TASK = Transcribe only part of the material below: the lines from the one containing "resolve_secret(self, std::env::var(ENCRYPTION_KEY_ENV).ok())" through the one containing "let path = default_path()?;", inclusive, exactly as written.
*** Opening of MATERIAL SHOWN ***
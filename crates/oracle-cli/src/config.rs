use std::{
    fs,
    path::{Path, PathBuf},
    time::Duration,
};

use color_eyre::Result;
use dirs::config_dir;
use serde::{Deserialize, Serialize};

/// Environment variable that overrides `encryption_key` from the file.
pub const ENCRYPTION_KEY_ENV: &str = "ORACLE_ENCRYPTION_KEY";

/// User-level configuration loaded from `~/.config/oracle/config.toml` (platform-specific).
#[derive(Debug, Clone, Deserialize, Serialize, Default, PartialEq, Eq)]
pub struct Config {
    /// Override for data directory (encrypted container lives here).
    pub data_dir: Option<PathBuf>,
    /// Base64 256-bit key. Without it, profile operations are refused.
    pub encryption_key: Option<String>,
    /// How long writers wait for the container lock; unbounded when unset.
    pub lock_timeout_ms: Option<u64>,
}

impl Config {
    /// Key secret with the environment taking precedence over the file.
    pub fn encryption_secret(&self) -> Option<String> {
        resolve_secret(self, std::env::var(ENCRYPTION_KEY_ENV).ok())
    }

    pub fn lock_timeout(&self) -> Option<Duration> {
        self.lock_timeout_ms.map(Duration::from_millis)
    }
}

fn resolve_secret(config: &Config, env: Option<String>) -> Option<String> {
    env.filter(|s| !s.trim().is_empty())
        .or_else(|| config.encryption_key.clone())
}

/// Load config from the default path; if missing, return defaults.
pub fn load() -> Result<Config> {
    let path = default_path()?;
    load_from_path(path)
}

/// Load config from a given path; if missing or empty, return defaults.
pub fn load_from_path(path: impl AsRef<Path>) -> Result<Config> {
    let path = path.as_ref();
    if !path.exists() {
        return Ok(Config::default());
    }
    let contents = fs::read_to_string(path)?;
    if contents.trim().is_empty() {
        return Ok(Config::default());
    }
    let cfg: Config = toml::from_str(&contents)?;
    Ok(cfg)
}

/// Resolve the default config path (platform aware).
pub fn default_path() -> Result<PathBuf> {
    let base = config_dir().ok_or_else(|| color_eyre::eyre::eyre!("no config dir available"))?;
    Ok(base.join("oracle").join("config.toml"))
}

/// Write the given config to the default path unless a file is already there.
pub fn write_default_if_missing(config: &Config) -> Result<PathBuf> {
    write_to_path_if_missing(config, &default_path()?)
}

/// Never clobbers an existing file, to avoid losing user edits.
pub fn write_to_path_if_missing(config: &Config, path: &Path) -> Result<PathBuf> {
    if path.exists() {
        return Ok(path.to_path_buf());
    }
    if let Some(parent) = path.parent() {
        fs::create_dir_all(parent)?;
    }
    let body = toml::to_string_pretty(config)?;
    fs::write(path, body)?;
    Ok(path.to_path_buf())
}

#[cfg(test)]
mod tests {
    use super::*;

    #[test]
    fn returns_default_when_missing() {
        let dir = tempfile::tempdir().expect("tempdir");
        let cfg = load_from_path(dir.path().join("config.toml")).expect("load");
        assert_eq!(cfg, Config::default());
    }

    #[test]
    fn parses_custom_config() {
        let contents = r#"
            data_dir = "/tmp/oracle-data"
            encryption_key = "AAAAAAAAAAAAAAAAAAAAAAAAAAAAAAAAAAAAAAAAAAA="
            lock_timeout_ms = 1500
        "#;
        let dir = tempfile::tempdir().expect("tempdir");
        let path = dir.path().join("config.toml");
        fs::write(&path, contents).expect("write temp config");

        let cfg = load_from_path(&path).expect("load");
        assert_eq!(
            cfg,
            Config {
                data_dir: Some(PathBuf::from("/tmp/oracle-data")),
                encryption_key: Some("AAAAAAAAAAAAAAAAAAAAAAAAAAAAAAAAAAAAAAAAAAA=".into()),
                lock_timeout_ms: Some(1500),
            }
        );
        assert_eq!(cfg.lock_timeout(), Some(Duration::from_millis(1500)));
    }

    #[test]
    fn environment_key_wins_over_file() {
        let cfg = Config {
            encryption_key: Some("from-file".into()),
            ..Config::default()
        };
        assert_eq!(
            resolve_secret(&cfg, Some("from-env".into())).as_deref(),
            Some("from-env")
        );
        assert_eq!(resolve_secret(&cfg, Some("  ".into())).as_deref(), Some("from-file"));
        assert_eq!(resolve_secret(&Config::default(), None), None);
    }

    #[test]
    fn write_default_creates_file_once() {
        let dir = tempfile::tempdir().expect("tempdir");
        let path = dir.path().join("nested").join("config.toml");
        let cfg = Config {
            data_dir: Some(PathBuf::from("/tmp/oracle-data")),
            ..Config::default()
        };

        write_to_path_if_missing(&cfg, &path).expect("write should succeed");
        let other = Config {
            lock_timeout_ms: Some(5),
            ..Config::default()
        };
        let second = write_to_path_if_missing(&other, &path).expect("second write ok");
        assert_eq!(second, path);
        let loaded = load_from_path(&path).expect("load");
        assert_eq!(loaded, cfg);
    }
}
//! Crash-safe whole-file replacement.
//!
//! Bytes go to a temp file in the target's directory, are synced, then
//! renamed over the target. A reader of the target sees either the complete
//! old content or the complete new content.

use std::{
    fs,
    io::{self, Write},
    path::{Path, PathBuf},
};

use tempfile::{Builder, NamedTempFile};
use tracing::debug;

const TEMP_PREFIX: &str = ".oracle-";

/// Temp file holding fully-synced new content, not yet visible at `target`.
/// Dropping it without `commit` deletes the temp file.
#[derive(Debug)]
pub struct StagedWrite {
    tmp: NamedTempFile,
    target: PathBuf,
}

impl StagedWrite {
    /// Path of the temp file backing this write.
    pub fn temp_path(&self) -> &Path {
        self.tmp.path()
    }

    /// Atomically replace `target` with the staged bytes.
    pub fn commit(self) -> io::Result<()> {
        let target = self.target;
        self.tmp.persist(&target).map_err(|e| e.error)?;
        sync_parent(&target);
        debug!(path = %target.display(), "atomic write committed");
        Ok(())
    }
}

/// Write `bytes` to a synced temp file beside `path` without touching `path`.
pub fn stage(path: &Path, bytes: &[u8]) -> io::Result<StagedWrite> {
    let parent = match path.parent() {
        Some(parent) if !parent.as_os_str().is_empty() => parent,
        Some(_) => Path::new("."),
        None => {
            return Err(io::Error::new(
                io::ErrorKind::InvalidInput,
                "invalid storage path",
            ))
        }
    };
    fs::create_dir_all(parent)?;

    let mut tmp = Builder::new().prefix(TEMP_PREFIX).tempfile_in(parent)?;
    tmp.write_all(bytes)?;
    tmp.flush()?;
    tmp.as_file().sync_all()?;

    Ok(StagedWrite {
        tmp,
        target: path.to_path_buf(),
    })
}

/// Stage then commit. On any error the target is untouched and the temp
/// file is removed.
pub fn write_atomic(path: &Path, bytes: &[u8]) -> io::Result<()> {
    stage(path, bytes)?.commit()
}

/// Best-effort: persist the rename itself by syncing the directory entry.
fn sync_parent(path: &Path) {
    #[cfg(unix)]
    {
        let parent = match path.parent() {
            Some(parent) if !parent.as_os_str().is_empty() => parent,
            _ => Path::new("."),
        };
        if let Ok(dir) = fs::File::open(parent) {
            let _ = dir.sync_all();
        }
    }
    #[cfg(not(unix))]
    let _ = path;
}

#[cfg(test)]
mod tests {
    use super::*;

    fn temp_entries(dir: &Path) -> Vec<String> {
        fs::read_dir(dir)
            .expect("read dir")
            .filter_map(|e| e.ok())
            .map(|e| e.file_name().to_string_lossy().to_string())
            .filter(|name| name.starts_with(TEMP_PREFIX))
            .collect()
    }

    #[test]
    fn writes_and_replaces() {
        let dir = tempfile::tempdir().expect("tempdir");
        let path = dir.path().join("nested").join("profiles.bin");

        write_atomic(&path, b"first").expect("first write");
        write_atomic(&path, b"second").expect("second write");

        assert_eq!(fs::read(&path).expect("read"), b"second");
        assert!(temp_entries(path.parent().unwrap()).is_empty());
    }

    #[test]
    fn dropped_stage_leaves_target_and_no_garbage() {
        let dir = tempfile::tempdir().expect("tempdir");
        let path = dir.path().join("profiles.bin");
        write_atomic(&path, b"old").expect("seed");

        let staged = stage(&path, b"new").expect("stage");
        assert!(staged.temp_path().exists());
        assert_eq!(fs::read(&path).expect("read"), b"old");
        drop(staged);

        assert_eq!(fs::read(&path).expect("read"), b"old");
        assert!(temp_entries(dir.path()).is_empty());
    }

    #[test]
    fn unwritable_target_surfaces_io_error_and_cleans_up() {
        let dir = tempfile::tempdir().expect("tempdir");
        // A directory in the target's place makes the rename fail.
        let path = dir.path().join("occupied");
        fs::create_dir(&path).expect("mkdir");
        fs::write(path.join("child"), b"x").expect("child");

        assert!(write_atomic(&path, b"data").is_err());
        assert!(path.is_dir());
        assert!(temp_entries(dir.path()).is_empty());
    }
}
*** Close of MATERIAL SHOWN ***
OUTPUT FOR THIS TASK =
        resolve_secret(self, std::env::var(ENCRYPTION_KEY_ENV).ok())
    }

    pub fn lock_timeout(&self) -> Option<Duration> {
        self.lock_timeout_ms.map(Duration::from_millis)
    }
}

fn resolve_secret(config: &Config, env: Option<String>) -> Option<String> {
    env.filter(|s| !s.trim().is_empty())
        .or_else(|| config.encryption_key.clone())
}

/// Load config from the default path; if missing, return defaults.
pub fn load() -> Result<Config> {
    let path = default_path()?;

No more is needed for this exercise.